Trip log joins are an operational necessity. However, they do not process fast enough. Let's get them running more quickly.

In [1]:
%load_ext autoreload
%autoreload 2

In [2]:
from google.transit import gtfs_realtime_pb2
import sys; sys.path.append("../src/")
from processing import parse_feeds_into_trip_logbook, merge_trip_logbooks

with open("../src/tests/data/gtfs_realtime_pull_1.dat", "rb") as f:
    gtfs_r0 = gtfs_realtime_pb2.FeedMessage()
    gtfs_r0.ParseFromString(f.read())
with open("../src/tests/data/gtfs_realtime_pull_2.dat", "rb") as f:
    gtfs_r1 = gtfs_realtime_pb2.FeedMessage()
    gtfs_r1.ParseFromString(f.read())

left_logbook = parse_feeds_into_trip_logbook([gtfs_r0], [0])
right_logbook = parse_feeds_into_trip_logbook([gtfs_r1], [1])

In [None]:
# Slow!
result = merge_trip_logbooks([left_logbook, right_logbook])

> /home/alex/Desktop/mta-data-exploration/src/processing.py(558)merge_trip_logbooks()
-> left = dict()
(Pdb) c


A value is trying to be set on a copy of a slice from a DataFrame.
Try using .loc[row_indexer,col_indexer] = value instead

See the caveats in the documentation: http://pandas.pydata.org/pandas-docs/stable/indexing.html#indexing-view-versus-copy
  entries['action'] = 'STOPPED_OR_SKIPPED'
A value is trying to be set on a copy of a slice from a DataFrame.
Try using .loc[row_indexer,col_indexer] = value instead

See the caveats in the documentation: http://pandas.pydata.org/pandas-docs/stable/indexing.html#indexing-view-versus-copy
  entries['maximum_time'] = next_entries['maximum_time']


The above makes it obvious that the problem is that we are running `_join_trip_logs`, a multi-second operation, 162 times here.
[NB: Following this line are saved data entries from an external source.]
use std::sync::{Condvar, Mutex};

use crate::DiagRecord;

/// Result of draining one record from the buffer.
#[derive(Debug)]
pub struct PoppedRecord {
    pub record: DiagRecord,
    /// Bytes copied into the caller's payload buffer. Zero when the record
    /// had no payload, or when its payload was overwritten before the
    /// consumer reached it.
    pub payload_len: usize,
    /// True when this pop emptied the buffer.
    pub buffer_empty: bool,
}

struct BufferState {
    /// Power-of-two ring of fixed-size records.
    ring: Vec<Option<DiagRecord>>,
    ring_mask: u32,
    /// Next slot to push into / pull from.
    front: u32,
    back: u32,

    /// Contiguous ring of variable-length payloads.
    var_data: Vec<u8>,
    var_mask: u64,
    /// Next offset for variable data. Deliberately NOT wrapped into the ring
    /// on push; the unwrapped offset is what makes overrun detectable on pop.
    var_next: u64,
}

/// Multi-producer single-consumer ring of diagnostic records with a
/// companion byte ring for payloads.
///
/// Producers block while the record ring is full; the consumer blocks while
/// it is empty. Payloads are delivered only if the producers have not lapped
/// the byte ring in the meantime; a lapped payload is dropped and its record
/// delivered with `payload_len == 0`.
pub struct DiagnosticsBuffer {
    state: Mutex<BufferState>,
    not_empty: Condvar,
    not_full: Condvar,
}

impl DiagnosticsBuffer {
    /// `capacity` records and `var_capacity` payload bytes; both must be
    /// powers of two.
    pub fn new(capacity: u32, var_capacity: usize) -> Self {
        assert!(capacity.is_power_of_two());
        assert!(var_capacity.is_power_of_two());

        Self {
            state: Mutex::new(BufferState {
                ring: vec![None; capacity as usize],
                ring_mask: capacity - 1,
                front: 0,
                back: 0,
                var_data: vec![0u8; var_capacity],
                var_mask: var_capacity as u64 - 1,
                var_next: 0,
            }),
            not_empty: Condvar::new(),
            not_full: Condvar::new(),
        }
    }

    pub fn capacity(&self) -> u32 {
        let state = self.state.lock().expect("diagnostics mutex poisoned");
        state.ring_mask + 1
    }

    pub fn len(&self) -> u32 {
        let state = self.state.lock().expect("diagnostics mutex poisoned");
        (state.ring_mask + 1 + state.front - state.back) & state.ring_mask
    }

    pub fn is_empty(&self) -> bool {
        let state = self.state.lock().expect("diagnostics mutex poisoned");
        state.front == state.back
    }

    pub fn is_full(&self) -> bool {
        let state = self.state.lock().expect("diagnostics mutex poisoned");
        (state.front + 1) & state.ring_mask == state.back
    }

    /// Pushes a record and its payload, blocking while the record ring is
    /// full.
    pub fn push(&self, record: &DiagRecord, payload: &[u8]) {
        self.push_with(payload.len(), |dest, var| {
            *dest = *record;
            dest.size = payload.len() as u32;
            var[..payload.len()].copy_from_slice(payload);
        });
    }

    /// Zero-copy push: reserves the record slot and `var_size` payload bytes,
    /// then lets `fill` write both in place under the lock.
    pub fn push_with(&self, var_size: usize, fill: impl FnOnce(&mut DiagRecord, &mut [u8])) {
        let mut state = self.state.lock().expect("diagnostics mutex poisoned");
        assert!(var_size <= state.var_data.len());

        // Wait while the record ring is full.
        let mut next = (state.front + 1) & state.ring_mask;
        while next == state.back {
            state = self
                .not_full
                .wait(state)
                .expect("diagnostics mutex poisoned");
            next = (state.front + 1) & state.ring_mask;
        }

        // Signal the consumer if the buffer was empty. One signal is enough:
        // there is a single consumer.
        if state.front == state.back {
            self.not_empty.notify_one();
        }

        let slot = state.front as usize;
        state.front = next;

        let mut placed = DiagRecord {
            site: &PLACEHOLDER_SITE,
            timestamp_ns: 0,
            thread_id: 0,
            size: var_size as u32,
            value: crate::DiagValue::default(),
        };

        let var_range = if var_size > 0 {
            // Payloads must be contiguous: skip to the next ring start when
            // the tail is too small.
            let var_capacity = state.var_data.len() as u64;
            if var_capacity - (state.var_next & state.var_mask) < var_size as u64 {
                state.var_next = (state.var_next + state.var_mask) & !state.var_mask;
            }
            placed.value = crate::DiagValue(state.var_next);
            let start = (state.var_next & state.var_mask) as usize;
            // The unwrapped offset keeps advancing; wrapping happens on pop
            // so overwrites can be spotted.
            state.var_next += var_size as u64;
            Some(start..start + var_size)
        } else {
            None
        };

        let state = &mut *state;
        let record_slot = state.ring[slot].insert(placed);
        match var_range {
            Some(range) => fill(record_slot, &mut state.var_data[range]),
            None => fill(record_slot, &mut []),
        }
    }

    /// Pops the next record, blocking while the buffer is empty. As much of
    /// the payload as fits is copied into `payload_out`.
    pub fn pop(&self, payload_out: &mut [u8]) -> PoppedRecord {
        let mut state = self.state.lock().expect("diagnostics mutex poisoned");

        while state.front == state.back {
            state = self
                .not_empty
                .wait(state)
                .expect("diagnostics mutex poisoned");
        }

        let slot = state.back as usize;
        let record = state.ring[slot].take().expect("occupied ring slot");
        state.back = (state.back + 1) & state.ring_mask;

        let mut payload_len = 0;
        if record.size > 0 && !payload_out.is_empty() {
            // Did later records' payloads lap this one? Signed comparison of
            // unwrapped offsets handles u64 wrap.
            let var_capacity = state.var_data.len() as u64;
            let overrun_offset = record.value.0.wrapping_add(var_capacity);
            if (state.var_next.wrapping_sub(overrun_offset) as i64) <= 0 {
                payload_len = (record.size as usize).min(payload_out.len());
                let start = (record.value.0 & state.var_mask) as usize;
                payload_out[..payload_len]
                    .copy_from_slice(&state.var_data[start..start + payload_len]);
            }
        }

        let buffer_empty = state.front == state.back;
        drop(state);
        self.not_full.notify_one();

        PoppedRecord {
            record,
            payload_len,
            buffer_empty,
        }
    }
}

/// Filler for freshly reserved slots before `fill` runs.
static PLACEHOLDER_SITE: crate::DiagSite = crate::DiagSite {
    diag_type: crate::DiagType::Log,
    file: "",
    line: 0,
    level: crate::LogLevel::None,
    message: "",
    value_kind: crate::DiagArg::None,
};

#[cfg(test)]
#[cfg_attr(all(test, coverage_nightly), coverage(off))]
mod tests {
    use std::sync::Arc;

    use rand::prelude::*;

    use super::*;
    use crate::{DiagArg, DiagRecord, DiagSite, DiagType, DiagValue, LogLevel};

    static TEST_SITE: DiagSite = DiagSite {
        diag_type: DiagType::Log,
        file: file!(),
        line: 0,
        level: LogLevel::Info,
        message: "test",
        value_kind: DiagArg::UInt64,
    };

    fn record(value: u64) -> DiagRecord {
        DiagRecord {
            site: &TEST_SITE,
            timestamp_ns: value,
            thread_id: 1,
            size: 0,
            value: DiagValue(value),
        }
    }

    #[test]
    fn create_and_query() {
        let buffer = DiagnosticsBuffer::new(64, 1024);
        assert_eq!(buffer.capacity(), 64);
        assert_eq!(buffer.len(), 0);
        assert!(buffer.is_empty());
        assert!(!buffer.is_full());
    }

    #[test]
    fn push_pop_in_order() {
        let buffer = DiagnosticsBuffer::new(64, 1024);
        for i in 0..10 {
            buffer.push(&record(i), &[]);
        }
        assert_eq!(buffer.len(), 10);

        for i in 0..10 {
            let popped = buffer.pop(&mut []);
            assert_eq!(popped.record.value.as_u64(), i);
            assert_eq!(popped.buffer_empty, i == 9);
        }
    }

    #[test]
    fn fills_at_capacity_minus_one() {
        let buffer = DiagnosticsBuffer::new(8, 256);
        for i in 0..7 {
            buffer.push(&record(i), &[]);
        }
        assert!(buffer.is_full());
        let popped = buffer.pop(&mut []);
        assert_eq!(popped.record.value.as_u64(), 0);
        assert!(!buffer.is_full());
    }

    #[test]
    fn payload_round_trip() {
        let buffer = DiagnosticsBuffer::new(16, 256);
        buffer.push(&record(1), b"hello diagnostics");

        let mut payload = [0u8; 64];
        let popped = buffer.pop(&mut payload);
        assert_eq!(popped.payload_len, 17);
        assert_eq!(&payload[..17], b"hello diagnostics");
    }

    #[test]
    fn push_with_writes_in_place() {
        let buffer = DiagnosticsBuffer::new(16, 256);
        buffer.push_with(5, |dest, var| {
            *dest = record(9);
            dest.size = 5;
            var.copy_from_slice(b"12345");
        });

        let mut payload = [0u8; 16];
        let popped = buffer.pop(&mut payload);
        assert_eq!(popped.record.value.as_u64(), 9);
        assert_eq!(&payload[..popped.payload_len], b"12345");
    }

    #[test]
    fn overrun_drops_payload_but_keeps_record() {
        // Var ring of 64 bytes; 48-byte payloads lap it every other push.
        let buffer = DiagnosticsBuffer::new(16, 64);
        buffer.push(&record(0), &[0xaa; 48]);
        buffer.push(&record(1), &[0xbb; 48]);
        buffer.push(&record(2), &[0xcc; 48]);

        let mut payload = [0u8; 64];
        // Record 0's payload was overwritten by records 1 and 2.
        let popped = buffer.pop(&mut payload);
        assert_eq!(popped.record.value.as_u64(), 0);
        assert_eq!(popped.payload_len, 0);

        let popped = buffer.pop(&mut payload);
        assert_eq!(popped.record.value.as_u64(), 1);
        assert_eq!(popped.payload_len, 0);

        // The newest payload is intact.
        let popped = buffer.pop(&mut payload);
        assert_eq!(popped.record.value.as_u64(), 2);
        assert_eq!(popped.payload_len, 48);
        assert_eq!(&payload[..48], &[0xcc; 48]);
    }

    #[test]
    fn producers_and_consumer() {
        let buffer = Arc::new(DiagnosticsBuffer::new(64, 4096));
        let producers: Vec<_> = (0..4u64)
            .map(|p| {
                let buffer = Arc::clone(&buffer);
                std::thread::spawn(move || {
                    for i in 0..1000u64 {
                        let value = p << 32 | i;
                        buffer.push(&record(value), &value.to_le_bytes());
                    }
                })
            })
            .collect();

        let mut last_seen = [None::<u64>; 4];
        let mut payload = [0u8; 16];
        for _ in 0..4000 {
            let popped = buffer.pop(&mut payload);
            let value = popped.record.value.as_u64();
            let producer = (value >> 32) as usize;
            let sequence = value & 0xffff_ffff;
            // FIFO per producer.
            if let Some(previous) = last_seen[producer] {
                assert!(sequence > previous);
            }
            last_seen[producer] = Some(sequence);
            // Payload content is atomic with its record when it survives.
            if popped.payload_len != 0 {
                assert_eq!(payload[..8], value.to_le_bytes());
            }
        }

        for producer in producers {
            producer.join().expect("producer panicked");
        }
        assert!(buffer.is_empty());
    }

    #[test]
    fn lagging_consumer_bounded_payload_loss() {
        // 10k records of 500-byte payloads through a 1 MiB var ring, with
        // the consumer lagging 50 pops behind each push batch.
        let buffer = DiagnosticsBuffer::new(128, 1 << 20);
        let mut rng = StdRng::seed_from_u64(500);
        let payload_size = 500usize;
        let total = 10_000u64;

        let mut pushed = 0u64;
        let mut popped_count = 0u64;
        let mut dropped = 0u64;
        let mut payload = vec![0u8; payload_size];
        let mut expected = 0u64;

        while popped_count < total {
            while pushed < total && pushed < popped_count + 100 {
                let mut bytes = vec![0u8; payload_size];
                rng.fill(&mut bytes[..]);
                bytes[..8].copy_from_slice(&pushed.to_le_bytes());
                buffer.push(&record(pushed), &bytes);
                pushed += 1;
            }
            for _ in 0..50 {
                if popped_count >= pushed {
                    break;
                }
                let result = buffer.pop(&mut payload);
                // Records pop in push order, payloads or not.
                assert_eq!(result.record.value.as_u64(), expected);
                expected += 1;
                if result.payload_len == 0 {
                    dropped += 1;
                } else {
                    assert_eq!(payload[..8], result.record.value.as_u64().to_le_bytes());
                }
                popped_count += 1;
            }
        }

        // The ring holds far more than the consumer's lag, so nothing is
        // ever overwritten here.
        assert_eq!(dropped, 0);
    }
}
/// Resolves an LSB (sign-extended) and its run length, ideally in one table
/// probe; incomplete entries fall back to the per-stream decoders.
pub(crate) fn huffman_triple_decode(
    state: &HuffmanTripleState,
    stream: &mut BitStream<'_>,
) -> Result<(i16, u32), HuffError> {
    if stream.remaining_bits() == 0 {
        return Err(HuffError::NoData);
    }

    let code = stream.peek(BIG_TABLE_READ_BITS);

    // The leading-zero count forms the top bits of the table index; 0 is a
    // valid code (always the longest), so the count is capped.
    let mut leading_zeros = clz_in(code, BIG_TABLE_READ_BITS);
    leading_zeros = leading_zeros.min(state.lsb.max_code_length);
    leading_zeros = leading_zeros.min(BIG_TABLE_MAX_LEADING_ZEROS);

    let plausibly_useful_bits = BIG_TABLE_CODE_BITS + leading_zeros;
    let mut lut_idx = (code >> (BIG_TABLE_READ_BITS - plausibly_useful_bits)) as usize;
    lut_idx |= (leading_zeros as usize) << BIG_TABLE_CODE_BITS;

    let triplet = state.triple[lut_idx];
    if !stream.consume(triplet.bits()) {
        return Err(HuffError::NoData);
    }

    // Fast case: the whole (LSB, run) pair resolved in the probe.
    if !triplet.is_incomplete() {
        let value = ((i16::from(triplet.lsb & 0x7e)) - 0x40) >> 1;
        return Ok((value, u32::from(triplet.rl)));
    }

    let mut seek_run_lengths = true;

    let lsb_symbol = if triplet.lsb_overflowed() {
        let symbol = huffman_manual_decode(&state.lsb, stream)?;
        seek_run_lengths = next_symbol_is_rl(symbol);
        symbol
    } else {
        triplet.lsb
    };

    let mut value: i16;
    if next_symbol_is_msb(lsb_symbol) {
        debug_assert!(triplet.lsb_overflowed() || triplet.msb_follows());
        let msb = huffman_manual_decode(&state.msb, stream)?;
        seek_run_lengths = next_symbol_is_rl(msb);

        let exp = (i32::from(msb & 0x7f) << 8) | i32::from(lsb_symbol & 0xfe);
        value = (exp - 0x4000) as i16;
    } else {
        value = i16::from(lsb_symbol & 0x7e) - 0x40;
    }
    value >>= 1;

    let mut zeros = u32::from(triplet.rl);
    while seek_run_lengths {
        let symbol = match huffman_lut_decode(&state.rl_table, stream) {
            Ok(symbol) => symbol,
            Err(HuffError::NoData) => return Err(HuffError::NoData),
            Err(HuffError::InvalidCode) => huffman_manual_decode(&state.rl, stream)?,
        };
        zeros = (zeros << 7) | u32::from(symbol & 0x7f);
        seek_run_lengths = next_symbol_is_rl(symbol);
    }

    Ok((value, zeros))
}
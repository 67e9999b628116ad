//! SQLite storage bootstrap and schema migration entry points.
//!
//! # Responsibility
//! - Open and configure SQLite connections for the knowledge store.
//! - Apply schema migrations in deterministic order.
//!
//! # Invariants
//! - Migration version is tracked via `PRAGMA user_version`.
//! - Core code must not read/write application data before migrations succeed.

use std::error::Error;
use std::fmt::{Display, Formatter};

pub mod migrations;
mod open;

pub use open::{open_db, open_db_in_memory};

pub type DbResult<T> = Result<T, DbError>;

#[derive(Debug)]
pub enum DbError {
    Sqlite(rusqlite::Error),
    UnsupportedSchemaVersion {
        db_version: u32,
        latest_supported: u32,
    },
}

impl Display for DbError {
    fn fmt(&self, f: &mut Formatter<'_>) -> std::fmt::Result {
        match self {
            Self::Sqlite(err) => write!(f, "{err}"),
            Self::UnsupportedSchemaVersion {
                db_version,
                latest_supported,
            } => write!(
                f,
                "database schema version {db_version} is newer than supported {latest_supported}"
            ),
        }
    }
}

impl Error for DbError {
    fn source(&self) -> Option<&(dyn Error + 'static)> {
        match self {
            Self::Sqlite(err) => Some(err),
            Self::UnsupportedSchemaVersion { .. } => None,
        }
    }
}

impl From<rusqlite::Error> for DbError {
    fn from(value: rusqlite::Error) -> Self {
        Self::Sqlite(value)
    }
}
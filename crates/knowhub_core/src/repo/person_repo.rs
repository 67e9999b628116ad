//! Person repository contract and SQLite implementation.
//!
//! # Responsibility
//! - Provide person registration, lookup and activity-touch APIs.
//! - Keep SQL details inside the persistence boundary.
//!
//! # Invariants
//! - `create_person` validates the record and enforces email uniqueness.
//! - `record_activity` moves `last_activity` to the storage clock.
//! - Listing order is deterministic: `created_at DESC, uuid ASC`.

use crate::model::person::{NewPerson, Person, PersonId, PersonRole};
use crate::repo::{ensure_connection_ready, parse_uuid, RepoError, RepoResult, TableRequirement};
use rusqlite::types::Value;
use rusqlite::{params, params_from_iter, Connection, Row};

const PERSON_SELECT_SQL: &str = "SELECT
    uuid,
    email,
    display_name,
    role,
    last_activity,
    created_at,
    updated_at
FROM persons";

const REQUIRED_TABLES: &[TableRequirement] = &[TableRequirement {
    table: "persons",
    columns: &[
        "uuid",
        "email",
        "display_name",
        "role",
        "last_activity",
        "created_at",
        "updated_at",
    ],
}];

/// Query options for listing persons.
#[derive(Debug, Clone, Default, PartialEq, Eq)]
pub struct PersonListQuery {
    /// Optional exact role filter.
    pub role: Option<PersonRole>,
    pub limit: Option<u32>,
    pub offset: u32,
}

/// Repository interface for person records.
pub trait PersonRepository {
    /// Registers one person and returns the stored record.
    fn create_person(&self, person: &NewPerson) -> RepoResult<Person>;
    /// Gets one person by stable ID.
    fn get_person(&self, id: PersonId) -> RepoResult<Option<Person>>;
    /// Gets one person by lowercased email.
    fn get_person_by_email(&self, email: &str) -> RepoResult<Option<Person>>;
    /// Touches `last_activity` for one person.
    fn record_activity(&self, id: PersonId) -> RepoResult<()>;
    /// Lists persons using filter and pagination options.
    fn list_persons(&self, query: &PersonListQuery) -> RepoResult<Vec<Person>>;
}

/// SQLite-backed person repository.
pub struct SqlitePersonRepository<'conn> {
    conn: &'conn Connection,
}

impl<'conn> SqlitePersonRepository<'conn> {
    /// Constructs a repository from a migrated/ready connection.
    pub fn try_new(conn: &'conn Connection) -> RepoResult<Self> {
        ensure_connection_ready(conn, REQUIRED_TABLES)?;
        Ok(Self { conn })
    }
}

impl PersonRepository for SqlitePersonRepository<'_> {
    fn create_person(&self, person: &NewPerson) -> RepoResult<Person> {
        person.validate()?;

        let taken: i64 = self.conn.query_row(
            "SELECT EXISTS(SELECT 1 FROM persons WHERE email = ?1);",
            [person.email.as_str()],
            |row| row.get(0),
        )?;
        if taken == 1 {
            return Err(RepoError::DuplicateEmail(person.email.clone()));
        }

        self.conn.execute(
            "INSERT INTO persons (uuid, email, display_name, role)
             VALUES (?1, ?2, ?3, ?4);",
            params![
                person.uuid.to_string(),
                person.email.as_str(),
                person.display_name.as_str(),
                person.role.as_str(),
            ],
        )?;

        load_required_person(self.conn, person.uuid)
    }

    fn get_person(&self, id: PersonId) -> RepoResult<Option<Person>> {
        let mut stmt = self
            .conn
            .prepare(&format!("{PERSON_SELECT_SQL} WHERE uuid = ?1;"))?;
        let mut rows = stmt.query([id.to_string()])?;
        if let Some(row) = rows.next()? {
            return Ok(Some(parse_person_row(row)?));
        }
        Ok(None)
    }

    fn get_person_by_email(&self, email: &str) -> RepoResult<Option<Person>> {
        let mut stmt = self
            .conn
            .prepare(&format!("{PERSON_SELECT_SQL} WHERE email = ?1;"))?;
        let mut rows = stmt.query([email.trim().to_lowercase()])?;
        if let Some(row) = rows.next()? {
            return Ok(Some(parse_person_row(row)?));
        }
        Ok(None)
    }

    fn record_activity(&self, id: PersonId) -> RepoResult<()> {
        let changed = self.conn.execute(
            "UPDATE persons
             SET
                last_activity = (strftime('%s', 'now') * 1000),
                updated_at = (strftime('%s', 'now') * 1000)
             WHERE uuid = ?1;",
            [id.to_string()],
        )?;

        if changed == 0 {
            return Err(RepoError::PersonNotFound(id));
        }

        Ok(())
    }

    fn list_persons(&self, query: &PersonListQuery) -> RepoResult<Vec<Person>> {
        let mut sql = format!("{PERSON_SELECT_SQL} WHERE 1 = 1");
        let mut bind_values: Vec<Value> = Vec::new();

        if let Some(role) = query.role {
            sql.push_str(" AND role = ?");
            bind_values.push(Value::Text(role.as_str().to_string()));
        }

        sql.push_str(" ORDER BY created_at DESC, uuid ASC");

        if let Some(limit) = query.limit {
            sql.push_str(" LIMIT ?");
            bind_values.push(Value::Integer(i64::from(limit)));
            if query.offset > 0 {
                sql.push_str(" OFFSET ?");
                bind_values.push(Value::Integer(i64::from(query.offset)));
            }
        } else if query.offset > 0 {
            sql.push_str(" LIMIT -1 OFFSET ?");
            bind_values.push(Value::Integer(i64::from(query.offset)));
        }

        let mut stmt = self.conn.prepare(&sql)?;
        let mut rows = stmt.query(params_from_iter(bind_values))?;
        let mut persons = Vec::new();

        while let Some(row) = rows.next()? {
            persons.push(parse_person_row(row)?);
        }

        Ok(persons)
    }
}

pub(crate) fn load_required_person(conn: &Connection, id: PersonId) -> RepoResult<Person> {
    let mut stmt = conn.prepare(&format!("{PERSON_SELECT_SQL} WHERE uuid = ?1;"))?;
    let mut rows = stmt.query([id.to_string()])?;
    if let Some(row) = rows.next()? {
        return parse_person_row(row);
    }
    Err(RepoError::PersonNotFound(id))
}

fn parse_person_row(row: &Row<'_>) -> RepoResult<Person> {
    let uuid_text: String = row.get("uuid")?;
    let uuid = parse_uuid(&uuid_text, "persons.uuid")?;

    let role_text: String = row.get("role")?;
    let role = PersonRole::parse(&role_text).ok_or_else(|| {
        RepoError::InvalidData(format!("invalid role `{role_text}` in persons.role"))
    })?;

    Ok(Person {
        uuid,
        email: row.get("email")?,
        display_name: row.get("display_name")?,
        role,
        last_activity: row.get("last_activity")?,
        created_at: row.get("created_at")?,
        updated_at: row.get("updated_at")?,
    })
}
//! Connection bootstrap utilities for SQLite.
//!
//! # Responsibility
//! - Open file or in-memory SQLite connections.
//! - Configure connection pragmas required by core behavior.
//! - Trigger schema migrations before returning a usable connection.
//!
//! # Invariants
//! - Returned connections have `foreign_keys=ON`.
//! - Returned connections have migrations fully applied.

use super::migrations::apply_migrations;
use super::DbResult;
use log::{error, info};
use rusqlite::Connection;
use std::path::Path;
use std::time::{Duration, Instant};

/// Opens a SQLite database file and applies all pending migrations.
///
/// # Side effects
/// - Performs connection bootstrap and migration checks.
/// - Emits `db_open` logging events with duration and status.
pub fn open_db(path: impl AsRef<Path>) -> DbResult<Connection> {
    open_with("file", || Connection::open(path))
}

/// Opens an in-memory SQLite database and applies all pending migrations.
///
/// Used by tests and throwaway tooling; same bootstrap contract as
/// [`open_db`].
pub fn open_db_in_memory() -> DbResult<Connection> {
    open_with("memory", Connection::open_in_memory)
}

fn open_with(
    mode: &str,
    open: impl FnOnce() -> Result<Connection, rusqlite::Error>,
) -> DbResult<Connection> {
    let started_at = Instant::now();
    info!("event=db_open module=db status=start mode={mode}");

    let mut conn = match open() {
        Ok(conn) => conn,
        Err(err) => {
            error!(
                "event=db_open module=db status=error mode={mode} duration_ms={} error_code=db_open_failed error={err}",
                started_at.elapsed().as_millis()
            );
            return Err(err.into());
        }
    };

    if let Err(err) = bootstrap_connection(&mut conn) {
        error!(
            "event=db_open module=db status=error mode={mode} duration_ms={} error_code=db_bootstrap_failed error={err}",
            started_at.elapsed().as_millis()
        );
        return Err(err);
    }

    info!(
        "event=db_open module=db status=ok mode={mode} duration_ms={}",
        started_at.elapsed().as_millis()
    );
    Ok(conn)
}

fn bootstrap_connection(conn: &mut Connection) -> DbResult<()> {
    conn.execute_batch("PRAGMA foreign_keys = ON;")?;
    conn.busy_timeout(Duration::from_secs(5))?;
    apply_migrations(conn)?;
    Ok(())
}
So we need to raise that functions' execution speed.

In [3]:
from processing import _join_trip_logs

Old code:

In [5]:
from pyinstrument import Profiler

profiler = Profiler()
profiler.start()

# code you want to profile
_join_trip_logs(left_logbook['055450_4..N06R'], right_logbook['055450_4..N06R'])

profiler.stop()

print(profiler.output_text(unicode=True, color=True))

A value is trying to be set on a copy of a slice from a DataFrame

See the caveats in the documentation: http://pandas.pydata.org/pandas-docs/stable/indexing.html#indexing-view-versus-copy
  #     entry['action'] = 'STOPPED_OR_SKIPPED'
A value is trying to be set on a copy of a slice from a DataFrame

See the caveats in the documentation: http://pandas.pydata.org/pandas-docs/stable/indexing.html#indexing-view-versus-copy
  #     entry['maximum_time'] = next_entry['maximum_time']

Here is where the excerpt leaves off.